Mumsnet has not checked the qualifications of anyone posting here. If you need help urgently or expert advice, please see our domestic violence webguide and/or relationships webguide. Many Mumsnetters experiencing domestic abuse have found this thread helpful: Listen up, everybody

He wants kids but I'm not sure.

4 replies

UnsureCat123 · 27/10/2025 08:25

Hi, I am new here and English is not my first language. But I really need advice with this, hopefully from people who have been in a similar situation.

I (29, female) and my partner (30, male) have been together for 10 years, living together for 5. It is the first relationship for both of us. He said he wanted kids right from the beginning and I said, unsure/probably not. But we were so young we said it did not matter and both of our views could change over time. So let us just be together and be happy.

When we met, I was already ill. It was a mix of physical (pain related) and psychological things (childhood traume, depression) that had started when I was younger, but I was very hopeful that things could get better. Some things have gotten much better during the first 2-3 years of our relationship, but unfortunately, a lot of new, physical and chronic health issues have been added to my pile. It makes life very difficult. I was not able to finish my education (tried at Uni twice) and I live on disability at the moment. I am working very hard on myself, trying to figure myself out (because I feel I was not able to do that as much when I was younger and want to "chatch up") and navigating all the chronic pain, fatigue and other issues. I think I will have these problems in some capacity for the rest of my life. For my partner, life is going well and he is successful in his career and in sports.

Our relationship has been very good! Whenever we had any problems we worked through it together and despite all my difficulties I feel happier than ever in the relationship and with my life, even. In the last years we have gradually started to talk about kids again and here comes the problem.

My partner really wants kids and has a time frame of maybe 5 years max in mind. But I am on the no side at the moment. I never really wanted kids. But it is not that simple. In recent years I have come to realize, that I never even had the chance to actually think about it and really let myself consider the other option. I have always been ill. I cannot imagine what pregnancy would do to my poor body. So many things could go wrong! What if the baby is not healthy and needs special attention? I am not even sure if I can get pregnant (I have valid reasons to think that). What if I get my hopes up and then it turns out it is not possible? For my partner, adoption is not an option. I can not imagine that I would be able to pick up a 1 year old child and carry it around. I cannot even drive a car. I can barely take care of myself and I think I would not be able to look after a child without destroying myself even more. What if I pass on the trauma?

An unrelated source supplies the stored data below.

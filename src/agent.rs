//! Agent Loop: bridges the referee's TCP connection to the search engine,
//! maintaining a single persistent `GameState` and the capture counters
//! derived from successive positions.

use std::net::TcpStream;

use log::{debug, info};

use crate::board::{Color, Move, Position};
use crate::cutoff;
use crate::error::AgentResult;
use crate::game::Tucants;
use crate::movegen;
use crate::protocol::{self, MessageTag};
use crate::search::decide;
use crate::state::GameState;
use crate::types::INITIAL_ANTS;

pub struct Agent {
    state: GameState,
    own_color: Option<Color>,
    previous_ants_removed: u32,
    name: String,
    timeout_ms: u64,
}

impl Agent {
    pub fn new(name: String, timeout_ms: u64) -> Self {
        Agent {
            state: GameState::starting(Color::White),
            own_color: None,
            previous_ants_removed: 0,
            name,
            timeout_ms,
        }
    }

    pub fn run(&mut self, stream: &mut TcpStream) -> AgentResult<()> {
        loop {
            match protocol::read_tag(stream)? {
                MessageTag::RequestName => {
                    debug!("referee requested our name");
                    protocol::write_name(stream, &self.name)?;
                }
                MessageTag::ColorWhite => {
                    info!("assigned color White");
                    self.set_own_color(Color::White);
                }
                MessageTag::ColorBlack => {
                    info!("assigned color Black");
                    self.set_own_color(Color::Black);
                }
                MessageTag::NewPosition => {
                    let pos = protocol::read_position(stream)?;
                    self.handle_new_position(pos);
                }
                MessageTag::PrepareReceiveMove => {
                    // The referee is about to send RequestMove; nothing to do yet.
                }
                MessageTag::RequestMove => {
                    let mv = self.choose_move();
                    info!("replying with move: {mv}");
                    protocol::write_move(stream, &mv)?;
                }
                MessageTag::Quit => {
                    info!("referee sent quit");
                    return Ok(());
                }
            }
        }
    }

    fn set_own_color(&mut self, color: Color) {
        self.own_color = Some(color);
        self.state.own_color = color;
    }

    /// Updates the persistent GameState from a freshly-received position.
    /// Resets everything if the board matches the starting layout (a new
    /// game); otherwise, if it's now our move, credits the opponent with
    /// however many of our ants disappeared since the last update.
    fn handle_new_position(&mut self, pos: Position) {
        let own_color = self.own_color.unwrap_or(Color::White);

        if pos.board.is_starting() {
            self.state = GameState::new(pos, own_color);
            self.previous_ants_removed = 0;
            return;
        }

        if pos.turn == own_color {
            let removed_now = INITIAL_ANTS - pos.board.ants_on_board(own_color);
            let delta = removed_now.saturating_sub(self.previous_ants_removed);
            self.state.opponent_captures += delta;
            self.previous_ants_removed = removed_now;
        }

        self.state.pos = pos;
        self.state.chance_node = false;
        self.state.food_obtained = 0;
        self.state.pending_move = None;
        self.state.food_path_count = 0;

        let (white_food, black_food) = self.state.food_totals();
        debug!("food totals: White {white_food}, Black {black_food}");

        if cutoff::is_terminal(&self.state) {
            match cutoff::winner(&self.state) {
                Some(color) => info!("game over, {color:?} wins"),
                None => info!("game over, no ants remain for either side"),
            }
        }
    }

    fn choose_move(&mut self) -> Move {
        if !movegen::can_move(&self.state.pos) {
            debug!("no legal move available, passing");
            return Move::null(self.state.pos.turn);
        }

        let mv = decide::<Tucants>(&self.state, self.timeout_ms);
        self.state.player_captures += mv.num_captures();
        mv
    }
}

#[cfg(test)]
mod tests {
    use super::*;
    use crate::board::{Board, Tile};

    #[test]
    fn starting_layout_resets_counters() {
        let mut agent = Agent::new("test".to_string(), 100);
        agent.set_own_color(Color::White);
        agent.state.opponent_captures = 5;
        agent.previous_ants_removed = 3;

        agent.handle_new_position(Position::starting());
        assert_eq!(agent.state.opponent_captures, 0);
        assert_eq!(agent.previous_ants_removed, 0);
    }

    #[test]
    fn missing_own_ant_credits_opponent_captures() {
        let mut agent = Agent::new("test".to_string(), 100);
        agent.set_own_color(Color::White);
        agent.handle_new_position(Position::starting());

        let mut board = Board::starting();
        board.set(0, 1, Tile::Empty); // one White ant removed
        let pos = Position { board, score: [0, 0], turn: Color::White };
        agent.handle_new_position(pos);

        assert_eq!(agent.state.opponent_captures, 1);
        assert_eq!(agent.previous_ants_removed, 1);
    }

    #[test]
    fn choose_move_passes_when_no_legal_move_exists() {
        let mut agent = Agent::new("test".to_string(), 100);
        agent.set_own_color(Color::White);
        let mut board = Board::empty();
        board.set(11, 0, Tile::White);
        agent.state.pos = Position { board, score: [0, 0], turn: Color::White };

        let mv = agent.choose_move();
        assert!(mv.is_null());
    }
}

But in another life where I was not ill I see the possibility that I might actually love to have kids, especially with my partner who would be a great dad! And what if my health gets better and then I might start to want kids and regret if we decided to break up now. But I feel this huge pressure. I do not want to lead my partner on and promise something I do not really know if i can/want to do it. And now that I finally have the chance to really work on myself and my health I feel like that pressure would be in the way. I want to get better primarily for myself, not for him or a potential child. I think if I could I would get some sort of education first, maybe a degree (it does not cost a lot where I live). I would want to work and make sure I have money for retirement (I already have part of it covered, but it would be the absolute minimum. I want to be more financially secure when I am older, not less. I am already struggling now.) I do not see myself getting a degree just to become a stay at home mom right after. I do not see how I would be able to work and do childcare. I do not think that amount of health and fitness is possible for me.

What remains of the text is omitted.